BY AJA MONET & MEGHANN PLUNKETT
Narrative shapes our capacity to imagine. There are common images we are taught that limit or expand our worldview. I grew up Christian and my poems were obsessed with all things angels, heaven, and God. It was freshman year, the first week of orientation at Sarah Lawrence College. I walked anxiously toward the open mic to share a poem.
Meghann Plunkett just finished reciting a piece about the devil serving dinner in a diner. I was shocked, who writes poems about the devil? It turned my perspective of spirituality upside down. Plunkett’s poem humanized the devil and offered depth and character, a sense of compassion or complication. I was too busy writing poems about God and unaffected by the perspective of the devil, traditional skepticism rose with the mention of the word.
A few weeks later, we ran into each other at a mutual friend’s dorm room. We remembered each other’s poems from the open mic and began talking about our love for poetry. Plunkett had a quick sense of humor and I sensed her disbelief in religion while I clenched closely to my faith in God. Although, we both approached creation and spirituality from two different perspectives, we valued each other’s love for words, language, imagery, and reciting poems. We became good friends over the years and I am always intrigued by how Plunkett alters perspective through imagination.

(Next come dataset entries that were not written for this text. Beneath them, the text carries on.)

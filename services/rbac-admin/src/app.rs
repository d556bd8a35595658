//! Admin HTTP application wiring.
//!
//! # Purpose
//! Builds the Axum router, configures middleware, and defines the shared
//! application state injected into handlers.
//!
//! # Notes
//! This module centralizes route composition to keep `main` small and testable.
use crate::api;
use crate::api::openapi::ApiDoc;
use crate::directory::Directory;
use crate::observability;
use axum::Router;
use axum::routing::{delete, get, post, put};
use tower_http::cors::CorsLayer;
use tower_http::trace::TraceLayer;
use tracing_opentelemetry::OpenTelemetrySpanExt;
use utoipa::OpenApi;

#[derive(Clone)]
pub struct AppState {
    pub directory: Directory,
    pub api_version: String,
}

impl AppState {
    pub fn new(directory: Directory) -> Self {
        Self {
            directory,
            api_version: "v1".to_string(),
        }
    }
}

pub fn build_router(state: AppState) -> Router {
    let trace_layer =
        TraceLayer::new_for_http().make_span_with(|request: &axum::http::Request<_>| {
            let parent = observability::trace_context_from_headers(request.headers());
            let span = tracing::info_span!(
                "http.request",
                method = %request.method(),
                uri = %request.uri(),
                version = ?request.version()
            );
            span.set_parent(parent);
            span
        });

    Router::new()
        .route("/api/system/info", get(api::system::system_info))
        .route("/api/system/health", get(api::system::system_health))
        .route(
            "/api/permissions/all",
            get(api::permissions::list_permissions),
        )
        .route(
            "/api/permissions",
            post(api::permissions::create_permission),
        )
        .route(
            "/api/permissions/:id",
            delete(api::permissions::delete_permission),
        )
        .route("/api/roles/all", get(api::roles::list_roles))
        .route("/api/roles", post(api::roles::create_role))
        .route(
            "/api/roles/:id",
            put(api::roles::edit_role).delete(api::roles::delete_role),
        )
        .route("/api/users/all", get(api::users::list_users))
        .route("/api/users", post(api::users::create_user))
        .route(
            "/api/users/:id",
            put(api::users::edit_user).delete(api::users::delete_user),
        )
        .merge(
            utoipa_swagger_ui::SwaggerUi::new("/docs").url("/api/openapi.json", ApiDoc::openapi()),
        )
        .layer(trace_layer)
        .layer(CorsLayer::permissive())
        .with_state(state)
}
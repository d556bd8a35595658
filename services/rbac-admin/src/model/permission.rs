//! Permission records.
//!
//! # Purpose
//! Defines the leaf entity of the access model and the compact reference shape
//! used when a role's permission set is expanded for display.
use serde::{Deserialize, Serialize};
use std::fmt;
use utoipa::ToSchema;
use uuid::Uuid;

#[derive(Debug, Serialize, Deserialize, ToSchema, Clone, Copy, PartialEq, Eq, Hash)]
#[serde(transparent)]
pub struct PermissionId(pub Uuid);

impl PermissionId {
    pub fn generate() -> Self {
        Self(Uuid::new_v4())
    }
}

impl fmt::Display for PermissionId {
    fn fmt(&self, f: &mut fmt::Formatter<'_>) -> fmt::Result {
        self.0.fmt(f)
    }
}

#[derive(Debug, Serialize, Deserialize, ToSchema, Clone, PartialEq)]
pub struct Permission {
    #[serde(rename = "_id")]
    pub id: PermissionId,
    pub name: String,
    #[serde(default, skip_serializing_if = "Option::is_none")]
    pub description: Option<String>,
}

/// A permission reduced to its id and name, as embedded in role listings.
#[derive(Debug, Serialize, Deserialize, ToSchema, Clone, PartialEq)]
pub struct PermissionRef {
    #[serde(rename = "_id")]
    pub id: PermissionId,
    pub name: String,
}

impl From<&Permission> for PermissionRef {
    fn from(permission: &Permission) -> Self {
        Self {
            id: permission.id,
            name: permission.name.clone(),
        }
    }
}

Her poems have strong metaphors and touch the intangible while shaking loose traditional human attachments, ideas, stories, or myths. Plunkett’s poems shift assumptions to their core. One never leaves a poem the same as they entered. I come away forever changed by the vision conveyed. She introduces new concepts or ways of seeing the world and her poem "Human" does just that.
The speaker boasts of human sophistication while addressing a silenced goldfish. It represents a sentiment of the vulnerable or the often unheard. It reveals a sense of arrogance in the human so boastful, impressed by human achievements and privileges, until midway through, the speaker flips the poem upside down. It encourages humility while exposing human fragility from the perspective of God looking at us as if we are now the goldfish. The poem confronts our assumptions about humanity and encourages us to ponder our perspective of self-centered importance in the universe.
I often share this poem with students of all ages in poetry workshops. Every time, I sense they leave with a new impression on their own importance and arrogance toward the earth, its creatures, and even themselves. It is a poem that shakes up our preconceived notions of what it means to be human and why we are here. Plunkett’s irony isn’t so subtle and reminds me of Lucille Clifton’s "Cruelty." She states something so profound quite simply and creates a sort of introspective mirror for the reader. We leave with a new awareness of our interconnectedness and yet also of our self-centeredness.
Meghann Plunkett takes these large concepts such as humanity and God in a way that reminds me of the poem she read years ago in college. Plunkett’s voice is perfect and imaginative like a wise child. "Human" complicates our existence and how grand we assume we are yet how small we can be in the grand scheme of it all. What best fits this poem than an animation? The animation is fluid and the words carry Plunkett’s images instead of the other way around. Andrés Fernández Cordón did an amazing job capturing the simply profundity of the poem with his drawings.
The animator has only added to the sense of travel through "Human." One feels as if we are utterly present, here on earth. And yet, simultaneously, so very far away looking back or within. The music, produced and composed by Shayfer James, leads us through this poem as if it is a children’s bedtime story flawlessly. The recording is comforting, clear and also mysterious.
This is the poem we share with our children for years to come, the one we continue to revisit, even as elders looking back. It preserves some part of us that used to imagine beyond symbols. "Human" confronts the ego’s projection onto other images or objects of our imagination.
Meghann Plunkett is a poet, performer, coder and feminist. Her work has appeared in national and international literary journals including Muzzle Magazine, The Paris-American, Simon & Schuster's anthology Chorus, and Southword. She teaches creative workshops at Omega Institute and co-directs a children's summer camp called Writers' Week Aboard the Black Dog Tall Ships in Martha's Vineyard. Currently, Meghann is an MFA candidate at Southern Illinois University.
A graduate of Sarah Lawrence College (2009), Aja Monet received her BA in Liberal Arts. She then went on to receive an MFA in Creative Writing from the School of the Art Institute of Chicago (2011). Aja Monet’s poems have appeared in the NY Times (April 2007) and in television programs as far away as Germany and Australia. She independently published her first book of poetry, The Black Unicorn Sings (Penmanship books, 2010) and collaborated with poet/musician Saul Williams on the book Chorus: a literary mixtape (MTV books/Simon & Schuster, 2012).